Your pregnant arnt you
Restaurants Roasting People Who Gave Them Negative Yelp Reviews (25 Pics)
Even though ive seen her get fisted by another girl at a party, shes still a doctor.
If you go to the bathroom don't ask why there's diet coke on the toilet. Loller copter. Blow is fun.
My three rules on what I'm wearing tonight. Something short, something see through, and something i had sex in.
Her vagina smelt so bad I lied and told her that I was married just so that she would leave.
Why we can't turn this into a healthy friendship where I cheat on my boyfriend with you and you feel better knowing everything wrong with my life is beyond me.
Woman Posts Harassing DMs From Creep Online, Now He’s Upset Because People Told His Mom
I just watched a stripper purchase $43 of Rockstar and corn nuts. Godamnit! We need helmet cams.
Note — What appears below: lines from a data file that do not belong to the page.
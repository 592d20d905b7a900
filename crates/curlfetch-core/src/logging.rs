//! Logging init: file under XDG state dir, or graceful fallback to stderr.

use anyhow::{Context, Result};
use std::fs::{self, File};
use std::path::{Path, PathBuf};
use std::sync::Mutex;
use tracing_subscriber::EnvFilter;

const DEFAULT_FILTER: &str = "info,curlfetch=debug,curlfetch_core=debug";
const LOG_FILE_NAME: &str = "curlfetch.log";

fn env_filter() -> EnvFilter {
    EnvFilter::try_from_default_env().unwrap_or_else(|_| EnvFilter::new(DEFAULT_FILTER))
}

/// Creates `dir` if needed and opens the log file in it for appending.
fn open_log_file(dir: &Path) -> Result<(PathBuf, File)> {
    fs::create_dir_all(dir).with_context(|| format!("create log dir {}", dir.display()))?;
    let path = dir.join(LOG_FILE_NAME);
    let file = fs::OpenOptions::new()
        .create(true)
        .append(true)
        .open(&path)
        .with_context(|| format!("open log file {}", path.display()))?;
    Ok((path, file))
}

/// Initialize structured logging to `~/.local/state/curlfetch/curlfetch.log`.
/// On failure (e.g. log dir unwritable), returns Err so the caller can fall back to stderr.
pub fn init_logging() -> Result<PathBuf> {
    let xdg_dirs = xdg::BaseDirectories::with_prefix("curlfetch")?;
    let (path, file) = open_log_file(&xdg_dirs.get_state_home())?;

    tracing_subscriber::fmt()
        .with_env_filter(env_filter())
        .with_writer(Mutex::new(file))
        .with_ansi(false)
        .try_init()
        .map_err(|e| anyhow::anyhow!("install subscriber: {}", e))?;

    tracing::info!("curlfetch logging initialized at {}", path.display());
    Ok(path)
}

/// Stderr-only logging, for when `init_logging` fails.
pub fn init_logging_stderr() {
    let _ = tracing_subscriber::fmt()
        .with_env_filter(env_filter())
        .with_writer(std::io::stderr)
        .with_ansi(false)
        .try_init();
}
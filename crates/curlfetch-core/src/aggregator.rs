//! Result aggregation: one outcome per request, returned in submission order.

use std::collections::BTreeMap;

use crate::error::DownloaderError;
use crate::outcome::Outcome;
use crate::request::SequenceNumber;

/// Collects outcomes as they complete (in any order) for one batch.
#[derive(Debug)]
pub struct ResultAggregator {
    expected: usize,
    outcomes: BTreeMap<SequenceNumber, Outcome>,
}

impl ResultAggregator {
    /// `expected` is the number of requests in the batch (sequence numbers `0..expected`).
    pub fn new(expected: usize) -> Self {
        Self {
            expected,
            outcomes: BTreeMap::new(),
        }
    }

    /// Records the outcome of `seq`. A second outcome for the same request is a
    /// driver bug and is rejected without touching the first.
    pub fn record(&mut self, seq: SequenceNumber, outcome: Outcome) -> Result<(), DownloaderError> {
        if self.outcomes.contains_key(&seq) {
            tracing::error!(seq, "duplicate outcome recorded");
            return Err(DownloaderError::DuplicateOutcome(seq));
        }
        self.outcomes.insert(seq, outcome);
        Ok(())
    }

    /// Outcomes ordered by sequence number. Every request of the batch must
    /// have exactly one.
    pub fn finalize(self) -> Result<Vec<Outcome>, DownloaderError> {
        if let Some(missing) = (0..self.expected).find(|s| !self.outcomes.contains_key(s)) {
            tracing::error!(seq = missing, "request finished the batch without an outcome");
            return Err(DownloaderError::MissingOutcome(missing));
        }
        Ok(self.outcomes.into_values().collect())
    }
}

#[cfg(test)]
mod tests {
    use super::*;
    use crate::outcome::{FailureKind, TransportFailure};

    #[test]
    fn finalize_restores_submission_order() {
        let mut agg = ResultAggregator::new(3);
        agg.record(2, Outcome::TimedOut).unwrap();
        agg.record(
            0,
            Outcome::TransportError(TransportFailure::new(FailureKind::Connection, "refused")),
        )
        .unwrap();
        agg.record(1, Outcome::TimedOut).unwrap();
        let out = agg.finalize().unwrap();
        assert_eq!(out.len(), 3);
        assert!(matches!(out[0], Outcome::TransportError(_)));
        assert!(out[1].is_timed_out());
        assert!(out[2].is_timed_out());
    }

    #[test]
    fn duplicate_record_is_rejected_and_first_kept() {
        let mut agg = ResultAggregator::new(1);
        agg.record(0, Outcome::TimedOut).unwrap();
        let err = agg
            .record(0, Outcome::TransportError(TransportFailure::start("x")))
            .unwrap_err();
        assert!(matches!(err, DownloaderError::DuplicateOutcome(0)));
        assert_eq!(agg.finalize().unwrap(), vec![Outcome::TimedOut]);
    }

    #[test]
    fn missing_outcome_is_reported() {
        let mut agg = ResultAggregator::new(2);
        agg.record(1, Outcome::TimedOut).unwrap();
        assert!(matches!(agg.finalize(), Err(DownloaderError::MissingOutcome(0))));
    }

    #[test]
    fn empty_batch_finalizes_empty() {
        assert!(ResultAggregator::new(0).finalize().unwrap().is_empty());
    }
}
blue gatorade loses no color upon regurgitation
the fact that you trapped hornets in a mailing tube to put in his mailbox does not surprise me sadly.
Puked in my purse on my Uber ride home last night. Safe to say it's not a good idea to beer bong a whole bottle of wine.
I could be the Kenny Powers of Sex Therapists.
That’s the third time this month he’s hooked up with a girl by telling her it’s his bachelor party, and he’s not even dating a chick let alone engaged.